As a player, Bravo's skills and self-confidence at the big stage were never in doubt right from the early days in his international career. He made his Test debut at Lord's in July 2004, and took three wickets in the first innings with his medium-paced swingers. He also showed a cool enough temperament to forge a confident start at the crease with the bat. By the end of the series, it was clear that Bravo was a special talent. He scored plenty of runs and claimed a bunch of wickets in four Tests, but nowhere was his ability more evident than in Manchester, where he top-scored for the team, and then restricted England with a six-wicket haul. He hit 107 against South Africa in April 2004-05 at Antigua to bring up his maiden century and in November 2005, scored a magnificent 113 against Australia at Hobart. He dazzled in the ODI series against India in May 2006, bamboozling the batsmen with his slower ones and chipping in with match-winning contributions with the bat. He grew as a player in the limited-overs format in the 2006-07 season with a fluent unbeaten 112, his maiden ODI ton, against England in the Champions Trophy and achieved his best career figures, 4 for 39, against India in the last game before the World Cup. He was often a rare glimmer of joy among some depressing moments until an ankle injury struck in 2008 and ruled him out for eight months.

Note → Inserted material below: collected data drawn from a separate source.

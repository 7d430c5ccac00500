//! Voronoi partitioner with Lloyd relaxation.

use rand::seq::SliceRandom;
use rand::Rng;
use rayon::prelude::*;

use super::geometry::{bounding_radius, rasterize_convex, voronoi_cell, Point};
use super::label_map::LabelMap;
use super::Partition;
use crate::error::PuzzleError;
use crate::piece::{piece_name, Piece};
use crate::raster::{Raster, TRANSPARENT};

/// Default number of Lloyd relaxation rounds.
pub const DEFAULT_LLOYD_ITERATIONS: usize = 10;

/// How initial sites are scattered over the image.
#[derive(Debug, Clone, Copy, PartialEq, Eq, Default)]
pub enum SiteSeeding {
    /// Independent uniform positions
    #[default]
    Uniform,
    /// One jittered site per cell of a near-square grid
    JitteredGrid,
}

/// Splits an image into `n` irregular pieces whose masks tile it exactly.
///
/// # Example
///
/// ```
/// use rand::SeedableRng;
/// use tessera::{Raster, VoronoiPartitioner};
///
/// let image = Raster::filled(40, 30, [90, 120, 200, 255]);
/// let mut rng = rand::rngs::StdRng::seed_from_u64(1);
/// let partition = VoronoiPartitioner::new()
///     .lloyd_iterations(3)
///     .generate(&image, 4, &mut rng)
///     .unwrap();
///
/// assert_eq!(partition.pieces.len(), 4);
/// let covered: usize = partition.pieces.iter().map(|p| p.area()).sum();
/// assert_eq!(covered, 40 * 30);
/// ```
#[derive(Debug, Clone)]
pub struct VoronoiPartitioner {
    lloyd_iterations: usize,
    seeding: SiteSeeding,
}

impl Default for VoronoiPartitioner {
    fn default() -> Self {
        Self::new()
    }
}

impl VoronoiPartitioner {
    pub fn new() -> Self {
        Self {
            lloyd_iterations: DEFAULT_LLOYD_ITERATIONS,
            seeding: SiteSeeding::Uniform,
        }
    }

    /// Set the number of relaxation rounds (0 keeps the seeded sites).
    #[inline]
    pub fn lloyd_iterations(mut self, rounds: usize) -> Self {
        self.lloyd_iterations = rounds;
        self
    }

    #[inline]
    pub fn seeding(mut self, seeding: SiteSeeding) -> Self {
        self.seeding = seeding;
        self
    }

    /// Partition `image` into exactly `n_pieces` pieces.
    ///
    /// Piece `i` keeps the source color where the label map says `i` (alpha
    /// forced opaque) and is transparent black everywhere else. Returns
    /// [`PuzzleError::InputInvalid`] before doing any work when `n_pieces`
    /// is zero, the image is empty, or there are fewer pixels than pieces.
    pub fn generate<R: Rng + ?Sized>(
        &self,
        image: &Raster,
        n_pieces: usize,
        rng: &mut R,
    ) -> Result<Partition, PuzzleError> {
        let labels = self.label_map(image.width(), image.height(), n_pieces, rng)?;

        let pieces: Vec<Piece> = (0..n_pieces)
            .into_par_iter()
            .map(|i| {
                let raster = Raster::from_fn(image.width(), image.height(), |x, y| {
                    if labels.get(x, y) == i as u32 {
                        let [r, g, b, _] = image.get(x, y);
                        [r, g, b, 255]
                    } else {
                        TRANSPARENT
                    }
                });
                Piece::new(piece_name(i), raster)
            })
            .collect();

        tracing::info!(pieces = n_pieces, "voronoi partition complete");
        Ok(Partition { pieces, labels })
    }

    /// Compute the final label map for a `width`×`height` image: labels are
    /// exactly `0..n_pieces` and every pixel carries one.
    pub fn label_map<R: Rng + ?Sized>(
        &self,
        width: u32,
        height: u32,
        n_pieces: usize,
        rng: &mut R,
    ) -> Result<LabelMap, PuzzleError> {
        let pixel_count = width as usize * height as usize;
        if n_pieces == 0 {
            return Err(PuzzleError::InputInvalid("piece count must be positive".into()));
        }
        if pixel_count == 0 {
            return Err(PuzzleError::InputInvalid("image is empty".into()));
        }
        if n_pieces > pixel_count {
            return Err(PuzzleError::InputInvalid(format!(
                "{} pieces requested but the image has only {} pixels",
                n_pieces, pixel_count
            )));
        }

        let mut sites = seed_sites(self.seeding, width, height, n_pieces, rng);
        for round in 0..self.lloyd_iterations {
            let cells = rasterize_cells(&sites, width, height);
            let mut empty = 0usize;
            for (site, cell) in sites.iter_mut().zip(&cells) {
                match pixel_centroid(cell, width, height) {
                    Some(centroid) => *site = centroid,
                    None => empty += 1,
                }
            }
            if empty > 0 {
                tracing::debug!(round, empty, "empty voronoi cells kept their sites");
            }
        }

        let mut labels = LabelMap::new(width, height);
        for (i, cell) in rasterize_cells(&sites, width, height).iter().enumerate() {
            for &px in cell {
                labels.set_index(px as usize, i as u32);
            }
        }

        let (mut labels, mut count) = labels.fill_nearest().compact();
        if count < n_pieces {
            tracing::warn!(
                labels = count,
                requested = n_pieces,
                "degenerate tessellation, bisecting largest regions"
            );
        }
        // One label per site at most, so only splitting is ever needed
        debug_assert!(count <= n_pieces);
        while count < n_pieces {
            labels = labels.bisect_largest(count as u32, rng)?;
            count += 1;
        }

        verify_labels(&labels, n_pieces, count)?;
        Ok(labels)
    }
}

fn seed_sites<R: Rng + ?Sized>(
    seeding: SiteSeeding,
    width: u32,
    height: u32,
    n: usize,
    rng: &mut R,
) -> Vec<Point> {
    let (w, h) = (width as f64, height as f64);
    match seeding {
        SiteSeeding::Uniform => (0..n)
            .map(|_| Point::new(rng.gen_range(0.0..w), rng.gen_range(0.0..h)))
            .collect(),
        SiteSeeding::JitteredGrid => {
            let cols = ((n as f64 * w / h).sqrt().ceil() as usize).max(1);
            let rows = n.div_ceil(cols);
            let (cell_w, cell_h) = (w / cols as f64, h / rows as f64);
            let mut cells: Vec<(usize, usize)> = (0..rows)
                .flat_map(|r| (0..cols).map(move |c| (r, c)))
                .collect();
            cells.shuffle(rng);
            cells
                .into_iter()
                .take(n)
                .map(|(r, c)| {
                    Point::new(
                        (c as f64 + rng.gen::<f64>()) * cell_w,
                        (r as f64 + rng.gen::<f64>()) * cell_h,
                    )
                })
                .collect()
        }
    }
}

/// Pixel indices of every site's cell, in site order.
fn rasterize_cells(sites: &[Point], width: u32, height: u32) -> Vec<Vec<u32>> {
    let radius = bounding_radius(sites, width, height);
    (0..sites.len())
        .into_par_iter()
        .map(|i| rasterize_convex(&voronoi_cell(sites, i, radius), width, height))
        .collect()
}

/// Mean pixel center of a cell, clamped into the image.
fn pixel_centroid(cell: &[u32], width: u32, height: u32) -> Option<Point> {
    if cell.is_empty() {
        return None;
    }
    let (mut sx, mut sy) = (0.0f64, 0.0f64);
    for &px in cell {
        sx += (px % width) as f64 + 0.5;
        sy += (px / width) as f64 + 0.5;
    }
    let n = cell.len() as f64;
    Some(Point::new(
        (sx / n).clamp(0.5, width as f64 - 0.5),
        (sy / n).clamp(0.5, height as f64 - 0.5),
    ))
}

fn verify_labels(labels: &LabelMap, n_pieces: usize, count: usize) -> Result<(), PuzzleError> {
    if !labels.is_complete() {
        let missing = labels
            .labels()
            .iter()
            .filter(|&&l| l == super::label_map::UNLABELED)
            .count();
        return Err(PuzzleError::DegenerateTessellation(format!(
            "{} pixels left unlabeled",
            missing
        )));
    }
    let expected: Vec<u32> = (0..n_pieces as u32).collect();
    let distinct: Vec<u32> = labels.distinct().into_iter().collect();
    if count != n_pieces || distinct != expected {
        return Err(PuzzleError::DegenerateTessellation(format!(
            "expected labels 0..{}, found {} distinct",
            n_pieces,
            distinct.len()
        )));
    }
    Ok(())
}

#[cfg(test)]
mod tests {
    use super::*;
    use rand::rngs::StdRng;
    use rand::SeedableRng;

    fn coverage_counts(partition: &Partition) -> Vec<u32> {
        let len = partition.labels.labels().len();
        let mut counts = vec![0u32; len];
        for piece in &partition.pieces {
            for (i, p) in piece.raster.pixels().iter().enumerate() {
                if p[3] > 0 {
                    counts[i] += 1;
                }
            }
        }
        counts
    }

    #[test]
    fn test_rejects_zero_pieces() {
        let image = Raster::filled(10, 10, [0, 0, 0, 255]);
        let mut rng = StdRng::seed_from_u64(1);
        let err = VoronoiPartitioner::new()
            .generate(&image, 0, &mut rng)
            .unwrap_err();
        assert!(matches!(err, PuzzleError::InputInvalid(_)));
    }

    #[test]
    fn test_rejects_empty_image() {
        let image = Raster::new(0, 5);
        let mut rng = StdRng::seed_from_u64(1);
        assert!(matches!(
            VoronoiPartitioner::new().generate(&image, 1, &mut rng),
            Err(PuzzleError::InputInvalid(_))
        ));
    }

    #[test]
    fn test_every_pixel_covered_once() {
        let image = Raster::from_fn(37, 23, |x, y| [x as u8 * 6, y as u8 * 10, 77, 255]);
        let mut rng = StdRng::seed_from_u64(11);
        let partition = VoronoiPartitioner::new()
            .generate(&image, 7, &mut rng)
            .unwrap();
        assert_eq!(partition.pieces.len(), 7);
        assert!(coverage_counts(&partition).iter().all(|&c| c == 1));
        assert!(partition.pieces.iter().all(|p| p.area() > 0));
    }

    #[test]
    fn test_pieces_keep_source_color() {
        let image = Raster::from_fn(12, 12, |x, y| [x as u8, y as u8, 9, 200]);
        let mut rng = StdRng::seed_from_u64(2);
        let partition = VoronoiPartitioner::new()
            .generate(&image, 3, &mut rng)
            .unwrap();
        for piece in &partition.pieces {
            for (i, p) in piece.raster.pixels().iter().enumerate() {
                if p[3] > 0 {
                    let (x, y) = ((i % 12) as u8, (i / 12) as u8);
                    assert_eq!(*p, [x, y, 9, 255]);
                } else {
                    assert_eq!(*p, TRANSPARENT);
                }
            }
        }
    }

    #[test]
    fn test_as_many_pieces_as_pixels() {
        let mut rng = StdRng::seed_from_u64(5);
        let labels = VoronoiPartitioner::new()
            .label_map(3, 2, 6, &mut rng)
            .unwrap();
        assert_eq!(labels.distinct().len(), 6);
    }

    #[test]
    fn test_jittered_grid_seeding_covers() {
        let mut rng = StdRng::seed_from_u64(8);
        let labels = VoronoiPartitioner::new()
            .seeding(SiteSeeding::JitteredGrid)
            .label_map(50, 20, 10, &mut rng)
            .unwrap();
        assert!(labels.is_complete());
        assert_eq!(labels.distinct().len(), 10);
    }

    #[test]
    fn test_centroid_is_clamped() {
        let c = pixel_centroid(&[0], 4, 4).unwrap();
        assert_eq!((c.x, c.y), (0.5, 0.5));
        assert!(pixel_centroid(&[], 4, 4).is_none());
    }
}
use tessera::PuzzleError;
use thiserror::Error;

#[derive(Debug, Error)]
pub enum AppError {
    #[error("Puzzle error: {0}")]
    Puzzle(#[from] PuzzleError),

    #[error("Missing resource: {0}")]
    ResourceMissing(String),

    #[error("PNG decode error: {0}")]
    ImageDecode(String),

    #[error("PNG encode error: {0}")]
    ImageEncode(String),

    #[error("Invalid sidecar: {0}")]
    Sidecar(String),

    #[error("JSON error: {0}")]
    Json(#[from] serde_json::Error),

    #[error("Config error: {0}")]
    Config(String),

    #[error("IO error: {0}")]
    Io(#[from] std::io::Error),
}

Around that time, his value as a Twenty20 player came into focus, and with several such leagues coming - most prominently the IPL - Bravo chose those commitments over the West Indians ones. In 2010, he, along with Kieron Pollard, turned down a WICB central contract which would require him to be available to play for West Indies at all times. Next year, he chose the IPL over a two-Test home series against Pakistan. Between 2011 and 2013, West Indies played 24 Tests but Bravo didn't play any of them. He retired from Test cricket in January 2015.
On the other hand, he became a fixture in the Chennai Super Kings line-up in the IPLs: in the 2013 season, he led the wickets tally with 32. He came back to play for West Indies in the limited-overs games, but the feeling persisted that West Indies were severely under-utilising his talents.